I used to be a smoker. which is different, I think, than saying I used to smoke. I mean, I was into the paraphenalia of smoking. the lighters, the ashtrays, cigarette cases, the works. smoking was about identity, about how to hold off the world while simultaneously embracing it.
I recall smoking was so much more present when I was a kid in the '70s. Everybody, it seemed, smoked. and if someone died of cancer, the first question one would ask upon hearing the news was if that person smoked.
--oh yes, was the reply.
--ah, okay.
it was a common enough way to die. and it seemed as natural as dying in yr bed at an extremely old age. I'm not glorifying death, or the horrible deaths caused directly by smoking. I quit smoking permanently when I met Anna, and we agreed to stop together.
it's been 12 years and I've not had a puff since. and smoke fucking stinks! it really smells horrible on a person. especially on a hot day. that is something one discovers when converting to a life of the nonsmoker.

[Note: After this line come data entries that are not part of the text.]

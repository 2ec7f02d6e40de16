//! Error taxonomy for all store operations.
//!
//! Validation errors ([`EngramError::InvalidArgument`],
//! [`EngramError::PreconditionFailed`]) are raised before any mutation, so
//! every write is all-or-nothing. [`EngramError::Storage`] wraps durable-write
//! failures and is always surfaced to the caller. [`EngramError::EmbeddingUnavailable`]
//! is recoverable — recall degrades to the remaining tiers instead of failing.

use thiserror::Error;

#[derive(Debug, Error)]
pub enum EngramError {
    /// The referenced record does not exist or is already purged.
    #[error("{what} not found: {id}")]
    NotFound { what: &'static str, id: String },

    /// A state-machine or referential precondition was not met.
    #[error("precondition failed: {0}")]
    PreconditionFailed(String),

    /// An enum value or field failed validation before any mutation.
    #[error("invalid {field}: {value}")]
    InvalidArgument { field: &'static str, value: String },

    /// A durable read/write failed. Never swallowed — risks data loss.
    #[error("storage failure: {0}")]
    Storage(#[from] rusqlite::Error),

    /// The embedding endpoint failed or is not configured.
    #[error("embedding unavailable: {0}")]
    EmbeddingUnavailable(String),

    #[error("io failure: {0}")]
    Io(#[from] std::io::Error),

    #[error("serialization failure: {0}")]
    Serialization(#[from] serde_json::Error),
}

impl EngramError {
    pub fn not_found(what: &'static str, id: impl Into<String>) -> Self {
        Self::NotFound {
            what,
            id: id.into(),
        }
    }

    pub fn invalid(field: &'static str, value: impl Into<String>) -> Self {
        Self::InvalidArgument {
            field,
            value: value.into(),
        }
    }
}

pub type Result<T> = std::result::Result<T, EngramError>;
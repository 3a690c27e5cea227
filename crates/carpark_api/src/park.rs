use axum::{
    Json,
    extract::State,
    response::{IntoResponse, Response},
};
use carpark_core::ChargingPoint;
use serde::{Deserialize, Serialize};

use crate::app_state::AppState;
use crate::point::join_error_to_response;

#[derive(Debug, Serialize, Deserialize, PartialEq, Eq)]
#[serde(rename_all = "camelCase")]
pub struct ChargingPointStatus {
    pub name: String,
    pub plugged: bool,
    pub current: u32,
}

impl From<&ChargingPoint> for ChargingPointStatus {
    fn from(point: &ChargingPoint) -> Self {
        ChargingPointStatus {
            name: point.name().to_string(),
            plugged: point.is_plugged(),
            current: point.current(),
        }
    }
}

#[derive(Serialize, Deserialize)]
#[serde(rename_all = "camelCase")]
pub struct ParkStatus {
    pub charging_points: Vec<ChargingPointStatus>,
}

/// Plain text report, one line per charging point sorted by name
pub async fn get_report(State(app_state): State<AppState>) -> Response {
    tracing::info!("Getting park report");
    match app_state.with_park(|park| park.get_charging_points()).await {
        Ok(points) => points
            .iter()
            .map(|point| format!("{point}\n"))
            .collect::<String>()
            .into_response(),
        Err(error) => join_error_to_response(error),
    }
}

/// Status of every charging point
pub async fn get_status(State(app_state): State<AppState>) -> Response {
    tracing::info!("Getting park status");
    match app_state.with_park(|park| park.get_charging_points()).await {
        Ok(points) => Json(ParkStatus {
            charging_points: points.iter().map(ChargingPointStatus::from).collect(),
        })
        .into_response(),
        Err(error) => join_error_to_response(error),
    }
}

and yet. . . and yet. . .I've a friend back east that smokes and when he sends me his latest books, or journal publications, I can smell the tobacco. and it takes me back to my life as a smoker. I dig the smell. a heady perfume.
I miss the stuff of smoking. I remember going to Macys as a kid with my parents and fondling the table lighters, the sort of things that were fashioned to look like chess pieces or Spanish galleons. where would the trigger be, and the flame. or the real fancy ashtrays cut from crystal. these items were located in the section alongside the expensive tableware and china. smoking was part of the environment. everyone smoked.
there was a sexiness to it that rob mclennan embodies in his poem "The Unavoidable Sexiness of Smoking" in his 1999 talonbooks collection The Richard Braughtigan Ahhhhhhhhhhhhh. you may disagree with mclennan's thesis but I find Bogey with a lit cig irresistible.
and the dangers of smoking? they are real, and really fucking ugly. there is humor in it as well. like in David Sedaris essay "Diary of a Smoker" in his 1994 collection Barrel Fever. here is a small taste of Sedaris going over family photos.
[W]e looked through boxes of family pictures and played a game called "Find Mom, find Mom's cigarettes. There's one in every picture. We've got photos of her pregnant, leaning toward a lit match, and others of her posing with her newborn babies, the smoke forming a halo above our heads. These pictures give us a warm feeling.
(p. 153)
family smoking is also woven into a poem by David Larsen, "This Pipe may be too Hot for You," in the chapbook anthology, Smokers Die Younger, ed. by Stephanie Young. each contributor was sent an empty pack of Canadian cigarettes and tasked to write something on them, and/or about them. the packages of these cigarettes show graphically the damage done by inhaling tobacco. there are anti-smoking poems, and smoking poems in the chap. Larsen's poem is a tour de force of subtly and humor. and the poem finishes on the art of smoking.
I saw a
Grandma do it
with a baby
in her arm
what I miss about smoking was my old silver Zippo lighter the most. man, was it cool. at least I thought so. I loved the sound the wheel made when turned by my thumb and the click of the flame. it fitted perfectly in my hand cupping the flame as I leaned toward the light. and my brand of smokes? yep, you guessed it, Camel.